ACME Server Practice with CDNS
Introduction⌗
In the previous article “ACME Server Practice with ACME DNS”, ACME DNS was used as the DNS resolution service for internal network DNS Challenge, but the effect was not ideal. The main reasons are as follows:
- Unable to get the TXT record of
_acme-challenge.example.com - Need to manually add a CNAME record from
_acme-challenge.example.comto ACME DNS Subdomain in the ACME DNS configuration file
Unexpected Discovery⌗
If you are familiar with the dnsChallenge process, it’s not difficult to find that CNAME records are just a workaround.

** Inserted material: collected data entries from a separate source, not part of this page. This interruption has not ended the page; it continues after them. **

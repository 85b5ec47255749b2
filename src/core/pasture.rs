//! Pasture register - named grazing areas referenced by animals.
//!
//! `name` is the key: saving an existing name replaces that row. Deleting
//! a pasture that animals still reference leaves their reference dangling
//! on purpose; referential integrity between entities is not enforced.

use crate::entities::Pasture;
use crate::errors::{Error, Result};
use crate::store::{Entity, RecordStore};
use tracing::info;

/// Creates a pasture or replaces the one with the same name.
///
/// Negative area is rejected with [`Error::Validation`].
pub fn upsert_pasture(
    store: &RecordStore,
    actor: &str,
    name: &str,
    area_ha: f64,
    forage_type: &str,
) -> Result<Pasture> {
    if area_ha < 0.0 {
        return Err(Error::Validation {
            message: format!("area_ha must be non-negative, got {area_ha}"),
        });
    }

    let pasture = Pasture {
        name: name.to_string(),
        area_ha,
        forage_type: forage_type.to_string(),
    };

    store.update(Entity::Pastures, |pastures: &mut Vec<Pasture>| {
        pastures.retain(|p| p.name != name);
        pastures.push(pasture.clone());
    })?;

    info!(actor, name, area_ha, "pasture saved");
    Ok(pasture)
}

/// Deletes a pasture by name. Unknown names are a no-op; returns whether
/// a row was removed.
pub fn remove_pasture(store: &RecordStore, actor: &str, name: &str) -> Result<bool> {
    let removed = store.update(Entity::Pastures, |pastures: &mut Vec<Pasture>| {
        let before = pastures.len();
        pastures.retain(|p| p.name != name);
        pastures.len() < before
    })?;

    if removed {
        info!(actor, name, "pasture removed");
    }
    Ok(removed)
}

/// Every registered pasture.
pub fn list_pastures(store: &RecordStore) -> Result<Vec<Pasture>> {
    store.load(Entity::Pastures)
}
//! Market quote entity - one snapshot of reference commodity prices.
//!
//! The quote table is append-only and insertion order is the authority:
//! "current price" is the last row appended, even if an operator appends a
//! quote carrying an older calendar date.

use super::Record;
use chrono::NaiveDate;
use serde::{Deserialize, Serialize};

/// One row of the market reference table.
#[derive(Clone, Debug, PartialEq, Serialize, Deserialize)]
pub struct MarketQuote {
    /// Quote date as entered by the operator (informational; insertion
    /// order, not this field, decides which quote is current)
    pub date: NaiveDate,
    /// Cattle price per standard weight unit of live weight
    pub cattle_price_per_unit: f64,
    /// Flat price per unweaned calf, independent of weight
    pub calf_price_per_head: f64,
    /// Feed price per unit, informational only, not used in valuation
    pub feed_price: f64,
}

// Quotes have no id; the table is append-only and existing rows are never
// edited, so the whole row serves as the identity.
impl Record for MarketQuote {
    fn key(&self) -> String {
        format!(
            "{}|{}|{}|{}",
            self.date, self.cattle_price_per_unit, self.calf_price_per_head, self.feed_price
        )
    }
}
//! Snapshot formatting for the dashboard.
//!
//! Pure string formatting consumed by the binary entry point; no I/O and
//! no business decisions here.

use crate::core::valuation::ValuationSnapshot;

/// Formats a monetary amount as `R$ 1,234.56` with thousands grouping.
/// Negative amounts come out as `R$ -1,234.56`.
#[must_use]
pub fn format_currency(amount: f64) -> String {
    let negative = amount < 0.0;
    let cents = format!("{:.2}", amount.abs());
    let (int_part, frac_part) = cents.split_once('.').unwrap_or((cents.as_str(), "00"));

    let mut grouped = String::new();
    for (i, c) in int_part.chars().enumerate() {
        if i > 0 && (int_part.len() - i) % 3 == 0 {
            grouped.push(',');
        }
        grouped.push(c);
    }

    let sign = if negative { "-" } else { "" };
    format!("R$ {sign}{grouped}.{frac_part}")
}

/// Renders the dashboard summary block for a valuation snapshot.
#[must_use]
pub fn snapshot_summary(snapshot: &ValuationSnapshot) -> String {
    format!(
        "Active head:      {}\n\
         Herd value:       {}\n\
         Acquisition cost: {}\n\
         Gross margin:     {}\n\
         Day-labor spend:  {}\n\
         Net result:       {}",
        snapshot.active_count,
        format_currency(snapshot.herd_value),
        format_currency(snapshot.acquisition_cost),
        format_currency(snapshot.gross_margin),
        format_currency(snapshot.payroll_total),
        format_currency(snapshot.net_result),
    )
}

A more direct method should be that our DNS supports RESTful API to add and delete resolution records.
Following this idea, I read Traefik’s source code and found that its ACME Client implementation relies on the go-acme/lego library, which supports a dnsChallenge Provider called HTTP Request.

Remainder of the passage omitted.